======== DATA TO USE

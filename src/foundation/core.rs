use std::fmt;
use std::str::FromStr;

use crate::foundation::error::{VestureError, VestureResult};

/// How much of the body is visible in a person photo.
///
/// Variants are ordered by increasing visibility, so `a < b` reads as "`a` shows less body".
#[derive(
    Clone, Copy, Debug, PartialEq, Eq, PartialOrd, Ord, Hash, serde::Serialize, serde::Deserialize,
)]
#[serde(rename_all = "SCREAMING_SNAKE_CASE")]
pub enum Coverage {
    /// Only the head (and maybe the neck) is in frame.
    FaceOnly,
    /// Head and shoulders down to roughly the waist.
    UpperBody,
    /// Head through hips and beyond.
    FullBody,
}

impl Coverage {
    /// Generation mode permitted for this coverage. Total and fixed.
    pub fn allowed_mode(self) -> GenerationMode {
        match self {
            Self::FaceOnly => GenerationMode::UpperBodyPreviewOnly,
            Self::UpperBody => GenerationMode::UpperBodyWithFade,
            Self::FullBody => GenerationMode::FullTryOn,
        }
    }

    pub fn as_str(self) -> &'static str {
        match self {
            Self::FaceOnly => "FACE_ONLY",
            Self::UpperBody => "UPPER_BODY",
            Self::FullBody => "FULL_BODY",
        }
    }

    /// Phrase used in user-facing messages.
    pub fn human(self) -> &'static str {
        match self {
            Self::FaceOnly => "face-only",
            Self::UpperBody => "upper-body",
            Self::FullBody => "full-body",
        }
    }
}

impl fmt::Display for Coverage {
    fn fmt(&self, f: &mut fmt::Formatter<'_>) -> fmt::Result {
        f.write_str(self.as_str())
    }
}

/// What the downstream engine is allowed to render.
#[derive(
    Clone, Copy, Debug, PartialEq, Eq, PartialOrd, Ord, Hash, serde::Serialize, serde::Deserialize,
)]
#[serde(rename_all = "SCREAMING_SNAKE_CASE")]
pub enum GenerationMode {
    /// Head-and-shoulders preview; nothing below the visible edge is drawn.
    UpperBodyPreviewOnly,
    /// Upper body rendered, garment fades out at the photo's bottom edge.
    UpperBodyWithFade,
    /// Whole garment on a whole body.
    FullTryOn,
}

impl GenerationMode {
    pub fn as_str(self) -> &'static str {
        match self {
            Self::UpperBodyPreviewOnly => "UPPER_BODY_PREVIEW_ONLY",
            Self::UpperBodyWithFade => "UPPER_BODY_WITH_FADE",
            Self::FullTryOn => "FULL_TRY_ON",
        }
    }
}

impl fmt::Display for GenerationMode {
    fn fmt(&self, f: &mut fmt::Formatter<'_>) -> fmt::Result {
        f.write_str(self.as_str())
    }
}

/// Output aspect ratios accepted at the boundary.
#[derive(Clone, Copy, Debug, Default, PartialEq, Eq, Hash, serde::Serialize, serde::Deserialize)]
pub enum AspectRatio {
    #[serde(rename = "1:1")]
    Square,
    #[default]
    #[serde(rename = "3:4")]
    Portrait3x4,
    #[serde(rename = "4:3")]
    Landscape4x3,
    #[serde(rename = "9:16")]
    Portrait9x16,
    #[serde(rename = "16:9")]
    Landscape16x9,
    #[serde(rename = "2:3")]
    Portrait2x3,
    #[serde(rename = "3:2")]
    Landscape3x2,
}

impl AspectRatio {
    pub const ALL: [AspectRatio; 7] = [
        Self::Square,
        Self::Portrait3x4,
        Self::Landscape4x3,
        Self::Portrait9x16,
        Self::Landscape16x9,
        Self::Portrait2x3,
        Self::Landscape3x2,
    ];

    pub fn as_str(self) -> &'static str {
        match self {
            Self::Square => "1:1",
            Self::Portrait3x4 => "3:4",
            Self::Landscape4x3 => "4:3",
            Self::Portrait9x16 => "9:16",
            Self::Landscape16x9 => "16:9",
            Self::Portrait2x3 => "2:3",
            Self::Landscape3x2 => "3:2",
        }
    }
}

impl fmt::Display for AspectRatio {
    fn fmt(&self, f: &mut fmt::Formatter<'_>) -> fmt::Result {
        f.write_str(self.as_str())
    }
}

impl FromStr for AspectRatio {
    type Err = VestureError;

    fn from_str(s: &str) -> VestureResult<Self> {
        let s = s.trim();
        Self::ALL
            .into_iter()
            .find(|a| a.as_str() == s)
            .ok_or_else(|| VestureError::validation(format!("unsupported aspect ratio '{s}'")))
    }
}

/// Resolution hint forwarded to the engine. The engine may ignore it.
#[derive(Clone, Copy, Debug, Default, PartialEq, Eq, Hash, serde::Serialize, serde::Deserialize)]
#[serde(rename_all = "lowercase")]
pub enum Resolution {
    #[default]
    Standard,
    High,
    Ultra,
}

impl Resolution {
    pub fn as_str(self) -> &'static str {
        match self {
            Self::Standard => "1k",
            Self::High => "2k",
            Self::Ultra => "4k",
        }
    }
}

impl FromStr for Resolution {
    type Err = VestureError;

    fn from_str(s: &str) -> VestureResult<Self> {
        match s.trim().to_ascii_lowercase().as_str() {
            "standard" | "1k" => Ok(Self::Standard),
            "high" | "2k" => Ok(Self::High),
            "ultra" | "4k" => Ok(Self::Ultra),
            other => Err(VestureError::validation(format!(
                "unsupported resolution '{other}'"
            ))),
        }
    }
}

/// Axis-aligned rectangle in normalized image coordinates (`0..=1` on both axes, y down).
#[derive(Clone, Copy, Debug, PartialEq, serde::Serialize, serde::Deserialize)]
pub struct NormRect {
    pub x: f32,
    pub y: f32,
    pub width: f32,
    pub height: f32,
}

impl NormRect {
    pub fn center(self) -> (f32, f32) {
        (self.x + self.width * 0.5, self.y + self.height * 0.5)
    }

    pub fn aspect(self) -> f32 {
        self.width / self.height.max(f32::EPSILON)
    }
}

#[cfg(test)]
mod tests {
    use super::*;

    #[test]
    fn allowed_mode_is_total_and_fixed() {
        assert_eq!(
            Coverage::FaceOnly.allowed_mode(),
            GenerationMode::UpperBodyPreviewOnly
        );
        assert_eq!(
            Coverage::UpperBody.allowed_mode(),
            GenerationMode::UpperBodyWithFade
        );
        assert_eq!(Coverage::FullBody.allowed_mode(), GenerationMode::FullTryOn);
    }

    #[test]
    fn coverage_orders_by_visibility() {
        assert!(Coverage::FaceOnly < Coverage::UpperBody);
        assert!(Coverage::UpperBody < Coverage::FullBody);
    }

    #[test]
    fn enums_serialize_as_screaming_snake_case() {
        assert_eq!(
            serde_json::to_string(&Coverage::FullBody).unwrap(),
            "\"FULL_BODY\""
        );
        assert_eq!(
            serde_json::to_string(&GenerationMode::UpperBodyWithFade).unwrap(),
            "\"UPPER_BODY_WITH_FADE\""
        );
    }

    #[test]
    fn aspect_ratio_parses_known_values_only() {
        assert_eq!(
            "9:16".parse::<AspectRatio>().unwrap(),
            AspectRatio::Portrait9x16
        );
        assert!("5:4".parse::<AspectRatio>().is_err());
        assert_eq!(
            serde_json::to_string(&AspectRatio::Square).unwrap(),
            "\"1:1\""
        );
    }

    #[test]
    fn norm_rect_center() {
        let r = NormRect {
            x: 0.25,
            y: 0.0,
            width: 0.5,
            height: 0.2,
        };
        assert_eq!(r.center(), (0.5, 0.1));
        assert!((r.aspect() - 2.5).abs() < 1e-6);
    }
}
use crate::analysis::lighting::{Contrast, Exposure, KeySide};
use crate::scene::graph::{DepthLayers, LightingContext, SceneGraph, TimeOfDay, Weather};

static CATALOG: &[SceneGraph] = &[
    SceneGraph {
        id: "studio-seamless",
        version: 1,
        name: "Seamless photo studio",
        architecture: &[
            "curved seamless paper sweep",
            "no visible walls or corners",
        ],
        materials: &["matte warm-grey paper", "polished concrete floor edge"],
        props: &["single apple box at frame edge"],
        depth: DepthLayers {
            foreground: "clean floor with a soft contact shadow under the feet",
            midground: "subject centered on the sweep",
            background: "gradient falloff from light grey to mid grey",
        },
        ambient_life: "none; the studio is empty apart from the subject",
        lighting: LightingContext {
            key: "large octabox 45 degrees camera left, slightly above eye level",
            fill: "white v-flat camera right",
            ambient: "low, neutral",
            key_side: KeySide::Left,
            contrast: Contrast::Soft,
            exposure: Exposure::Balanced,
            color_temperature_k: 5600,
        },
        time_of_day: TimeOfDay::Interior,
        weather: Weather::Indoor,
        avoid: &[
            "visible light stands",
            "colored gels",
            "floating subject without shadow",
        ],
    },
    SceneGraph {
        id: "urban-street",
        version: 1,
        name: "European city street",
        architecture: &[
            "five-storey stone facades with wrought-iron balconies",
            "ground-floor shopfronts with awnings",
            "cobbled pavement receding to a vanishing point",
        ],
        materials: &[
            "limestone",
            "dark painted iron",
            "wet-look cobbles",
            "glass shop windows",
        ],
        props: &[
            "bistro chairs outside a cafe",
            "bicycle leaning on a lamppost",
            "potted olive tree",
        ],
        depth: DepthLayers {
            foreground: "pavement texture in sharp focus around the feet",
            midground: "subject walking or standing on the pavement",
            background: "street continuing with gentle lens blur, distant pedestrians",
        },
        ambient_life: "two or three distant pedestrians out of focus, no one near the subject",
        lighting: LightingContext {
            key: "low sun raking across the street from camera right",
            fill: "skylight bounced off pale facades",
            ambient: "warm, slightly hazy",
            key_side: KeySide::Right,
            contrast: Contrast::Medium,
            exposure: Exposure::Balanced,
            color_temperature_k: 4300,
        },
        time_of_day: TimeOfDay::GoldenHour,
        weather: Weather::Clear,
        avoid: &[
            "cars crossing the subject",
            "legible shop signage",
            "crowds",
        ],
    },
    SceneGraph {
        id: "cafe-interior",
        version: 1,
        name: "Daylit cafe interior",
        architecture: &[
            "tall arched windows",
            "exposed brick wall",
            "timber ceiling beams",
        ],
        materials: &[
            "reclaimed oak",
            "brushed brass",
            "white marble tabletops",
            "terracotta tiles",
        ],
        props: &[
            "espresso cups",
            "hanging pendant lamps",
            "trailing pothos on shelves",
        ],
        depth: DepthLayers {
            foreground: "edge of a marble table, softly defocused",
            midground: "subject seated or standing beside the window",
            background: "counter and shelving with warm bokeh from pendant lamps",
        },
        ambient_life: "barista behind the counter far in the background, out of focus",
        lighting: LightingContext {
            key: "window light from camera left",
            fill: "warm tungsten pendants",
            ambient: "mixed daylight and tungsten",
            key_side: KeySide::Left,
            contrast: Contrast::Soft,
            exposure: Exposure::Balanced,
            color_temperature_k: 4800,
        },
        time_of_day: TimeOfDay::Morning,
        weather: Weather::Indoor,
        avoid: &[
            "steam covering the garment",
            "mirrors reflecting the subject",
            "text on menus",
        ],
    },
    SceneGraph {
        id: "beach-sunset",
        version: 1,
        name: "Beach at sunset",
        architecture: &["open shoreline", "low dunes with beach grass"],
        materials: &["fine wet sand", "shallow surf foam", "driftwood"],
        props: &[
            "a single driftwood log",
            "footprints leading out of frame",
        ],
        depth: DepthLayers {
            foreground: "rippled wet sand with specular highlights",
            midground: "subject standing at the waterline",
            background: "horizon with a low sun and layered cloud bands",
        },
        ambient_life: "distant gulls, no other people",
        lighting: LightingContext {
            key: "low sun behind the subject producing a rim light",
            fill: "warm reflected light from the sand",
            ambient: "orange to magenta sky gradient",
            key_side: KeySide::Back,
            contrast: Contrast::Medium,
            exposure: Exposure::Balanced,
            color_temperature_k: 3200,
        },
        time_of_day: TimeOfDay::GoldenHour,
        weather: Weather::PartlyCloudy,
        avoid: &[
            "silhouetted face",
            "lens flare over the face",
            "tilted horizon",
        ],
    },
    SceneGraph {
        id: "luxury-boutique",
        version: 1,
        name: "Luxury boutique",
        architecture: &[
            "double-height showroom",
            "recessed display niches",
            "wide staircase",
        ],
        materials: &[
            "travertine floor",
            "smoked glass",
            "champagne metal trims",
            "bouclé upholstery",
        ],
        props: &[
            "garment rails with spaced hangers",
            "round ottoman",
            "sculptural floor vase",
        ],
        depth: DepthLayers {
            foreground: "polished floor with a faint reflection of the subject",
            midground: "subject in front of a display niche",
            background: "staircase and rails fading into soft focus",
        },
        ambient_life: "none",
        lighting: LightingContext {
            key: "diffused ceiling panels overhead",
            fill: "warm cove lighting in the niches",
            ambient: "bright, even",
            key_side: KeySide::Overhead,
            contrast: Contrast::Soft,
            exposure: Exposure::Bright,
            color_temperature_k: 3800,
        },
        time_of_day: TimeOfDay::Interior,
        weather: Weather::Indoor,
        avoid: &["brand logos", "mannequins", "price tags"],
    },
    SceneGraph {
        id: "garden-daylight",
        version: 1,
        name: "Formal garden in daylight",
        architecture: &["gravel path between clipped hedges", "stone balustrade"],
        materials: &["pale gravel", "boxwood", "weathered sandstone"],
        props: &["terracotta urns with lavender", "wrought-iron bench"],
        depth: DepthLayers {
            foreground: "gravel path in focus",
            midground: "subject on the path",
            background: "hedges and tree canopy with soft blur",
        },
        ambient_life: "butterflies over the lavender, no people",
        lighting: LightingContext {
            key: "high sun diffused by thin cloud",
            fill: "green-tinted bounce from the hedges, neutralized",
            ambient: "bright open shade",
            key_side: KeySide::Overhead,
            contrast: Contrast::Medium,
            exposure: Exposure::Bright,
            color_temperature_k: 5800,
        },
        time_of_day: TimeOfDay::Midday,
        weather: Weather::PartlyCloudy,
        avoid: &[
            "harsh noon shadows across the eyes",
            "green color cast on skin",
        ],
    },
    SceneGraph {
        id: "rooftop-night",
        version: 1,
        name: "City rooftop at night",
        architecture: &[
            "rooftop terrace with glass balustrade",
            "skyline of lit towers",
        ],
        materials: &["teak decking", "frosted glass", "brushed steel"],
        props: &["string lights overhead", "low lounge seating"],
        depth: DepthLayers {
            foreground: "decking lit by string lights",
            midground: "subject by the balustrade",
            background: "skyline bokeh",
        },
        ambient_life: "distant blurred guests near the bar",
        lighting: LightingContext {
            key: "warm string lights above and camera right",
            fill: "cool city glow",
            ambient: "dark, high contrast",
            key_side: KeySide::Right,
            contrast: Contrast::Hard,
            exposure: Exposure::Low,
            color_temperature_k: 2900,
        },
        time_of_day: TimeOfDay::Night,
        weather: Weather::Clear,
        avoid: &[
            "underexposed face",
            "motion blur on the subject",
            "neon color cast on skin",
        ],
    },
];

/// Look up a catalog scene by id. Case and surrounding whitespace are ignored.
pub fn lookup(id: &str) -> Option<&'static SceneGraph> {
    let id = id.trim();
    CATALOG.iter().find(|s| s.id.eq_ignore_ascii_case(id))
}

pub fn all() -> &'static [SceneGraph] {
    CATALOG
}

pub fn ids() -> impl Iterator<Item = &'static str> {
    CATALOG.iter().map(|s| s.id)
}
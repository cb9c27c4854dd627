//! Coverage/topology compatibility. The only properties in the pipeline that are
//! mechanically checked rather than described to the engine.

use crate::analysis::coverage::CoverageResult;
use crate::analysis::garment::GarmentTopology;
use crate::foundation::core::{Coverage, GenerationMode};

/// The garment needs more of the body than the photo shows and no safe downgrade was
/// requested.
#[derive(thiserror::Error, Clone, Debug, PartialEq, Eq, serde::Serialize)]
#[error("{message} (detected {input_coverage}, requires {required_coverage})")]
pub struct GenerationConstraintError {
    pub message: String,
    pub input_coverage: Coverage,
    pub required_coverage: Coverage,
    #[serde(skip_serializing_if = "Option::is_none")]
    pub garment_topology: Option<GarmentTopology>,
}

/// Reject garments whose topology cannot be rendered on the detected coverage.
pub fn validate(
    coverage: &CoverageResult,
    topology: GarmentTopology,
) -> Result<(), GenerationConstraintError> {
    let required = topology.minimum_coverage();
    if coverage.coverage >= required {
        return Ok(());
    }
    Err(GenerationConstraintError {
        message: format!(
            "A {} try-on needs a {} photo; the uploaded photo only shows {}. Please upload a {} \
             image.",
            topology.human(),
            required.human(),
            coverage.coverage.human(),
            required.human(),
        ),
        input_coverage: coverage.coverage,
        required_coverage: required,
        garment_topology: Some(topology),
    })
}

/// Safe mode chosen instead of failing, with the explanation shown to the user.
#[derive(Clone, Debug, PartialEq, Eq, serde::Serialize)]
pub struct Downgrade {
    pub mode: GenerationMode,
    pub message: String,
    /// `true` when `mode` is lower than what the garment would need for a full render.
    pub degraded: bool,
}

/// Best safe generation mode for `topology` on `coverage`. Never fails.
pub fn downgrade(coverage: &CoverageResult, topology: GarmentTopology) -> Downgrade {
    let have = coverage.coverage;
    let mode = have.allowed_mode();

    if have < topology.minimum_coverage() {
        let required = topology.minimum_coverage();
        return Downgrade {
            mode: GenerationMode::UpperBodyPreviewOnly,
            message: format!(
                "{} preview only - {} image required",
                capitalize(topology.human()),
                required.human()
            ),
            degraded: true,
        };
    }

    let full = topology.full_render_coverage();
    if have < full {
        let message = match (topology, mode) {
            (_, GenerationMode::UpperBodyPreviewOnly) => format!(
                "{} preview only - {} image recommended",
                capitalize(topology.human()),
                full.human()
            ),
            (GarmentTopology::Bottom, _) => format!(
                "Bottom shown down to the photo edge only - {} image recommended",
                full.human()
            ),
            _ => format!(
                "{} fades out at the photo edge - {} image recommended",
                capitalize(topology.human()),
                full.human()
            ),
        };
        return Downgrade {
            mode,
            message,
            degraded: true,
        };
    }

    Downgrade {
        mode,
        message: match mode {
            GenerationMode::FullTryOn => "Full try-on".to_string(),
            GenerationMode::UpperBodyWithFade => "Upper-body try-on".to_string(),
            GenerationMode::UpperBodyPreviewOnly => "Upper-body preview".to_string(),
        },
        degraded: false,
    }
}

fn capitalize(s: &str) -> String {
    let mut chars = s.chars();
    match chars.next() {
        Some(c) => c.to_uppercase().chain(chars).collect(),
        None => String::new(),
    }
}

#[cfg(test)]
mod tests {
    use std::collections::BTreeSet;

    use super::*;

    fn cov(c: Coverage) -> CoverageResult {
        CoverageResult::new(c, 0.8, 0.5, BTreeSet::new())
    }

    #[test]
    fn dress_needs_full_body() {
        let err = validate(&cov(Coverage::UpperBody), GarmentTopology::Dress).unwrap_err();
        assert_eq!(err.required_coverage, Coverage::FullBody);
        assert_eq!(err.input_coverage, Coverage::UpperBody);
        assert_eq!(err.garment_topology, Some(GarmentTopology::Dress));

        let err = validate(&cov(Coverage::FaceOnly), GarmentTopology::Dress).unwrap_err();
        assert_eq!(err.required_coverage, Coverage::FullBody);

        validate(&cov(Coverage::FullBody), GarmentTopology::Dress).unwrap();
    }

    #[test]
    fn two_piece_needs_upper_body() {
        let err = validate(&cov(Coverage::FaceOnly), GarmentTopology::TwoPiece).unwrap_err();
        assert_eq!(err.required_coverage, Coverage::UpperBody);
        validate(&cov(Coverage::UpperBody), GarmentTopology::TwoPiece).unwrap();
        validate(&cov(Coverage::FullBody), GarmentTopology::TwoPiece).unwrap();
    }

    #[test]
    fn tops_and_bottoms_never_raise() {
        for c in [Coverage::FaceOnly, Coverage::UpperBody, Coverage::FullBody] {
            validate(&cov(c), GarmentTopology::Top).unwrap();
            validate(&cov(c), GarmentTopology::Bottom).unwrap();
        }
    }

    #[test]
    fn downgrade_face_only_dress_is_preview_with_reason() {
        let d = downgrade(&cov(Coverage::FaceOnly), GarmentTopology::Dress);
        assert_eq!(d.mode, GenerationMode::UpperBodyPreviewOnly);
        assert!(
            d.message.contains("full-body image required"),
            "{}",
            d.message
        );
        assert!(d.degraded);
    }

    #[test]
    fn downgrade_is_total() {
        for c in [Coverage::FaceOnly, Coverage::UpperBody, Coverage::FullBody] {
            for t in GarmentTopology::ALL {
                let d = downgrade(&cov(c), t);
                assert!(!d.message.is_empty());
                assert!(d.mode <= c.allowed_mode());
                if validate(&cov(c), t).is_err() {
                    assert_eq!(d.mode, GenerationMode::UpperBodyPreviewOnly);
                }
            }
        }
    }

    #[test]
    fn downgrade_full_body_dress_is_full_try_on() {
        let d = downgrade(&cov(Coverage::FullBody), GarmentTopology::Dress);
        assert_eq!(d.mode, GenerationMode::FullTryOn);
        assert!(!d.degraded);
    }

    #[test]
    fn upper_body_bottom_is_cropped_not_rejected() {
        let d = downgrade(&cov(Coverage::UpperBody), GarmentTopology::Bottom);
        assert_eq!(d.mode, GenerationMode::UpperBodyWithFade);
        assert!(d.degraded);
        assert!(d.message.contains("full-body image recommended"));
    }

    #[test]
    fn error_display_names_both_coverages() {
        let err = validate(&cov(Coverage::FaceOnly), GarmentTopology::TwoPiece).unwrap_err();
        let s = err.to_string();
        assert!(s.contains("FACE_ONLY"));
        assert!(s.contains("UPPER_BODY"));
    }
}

================

AIM OF THE TASK:
From the records above, pull every line that has the string "width" and copy it.

SOLUTION TO THIS PROBLEM:
    pub width: f32,
        (self.x + self.width * 0.5, self.y + self.height * 0.5)
        self.width / self.height.max(f32::EPSILON)
            width: 0.5,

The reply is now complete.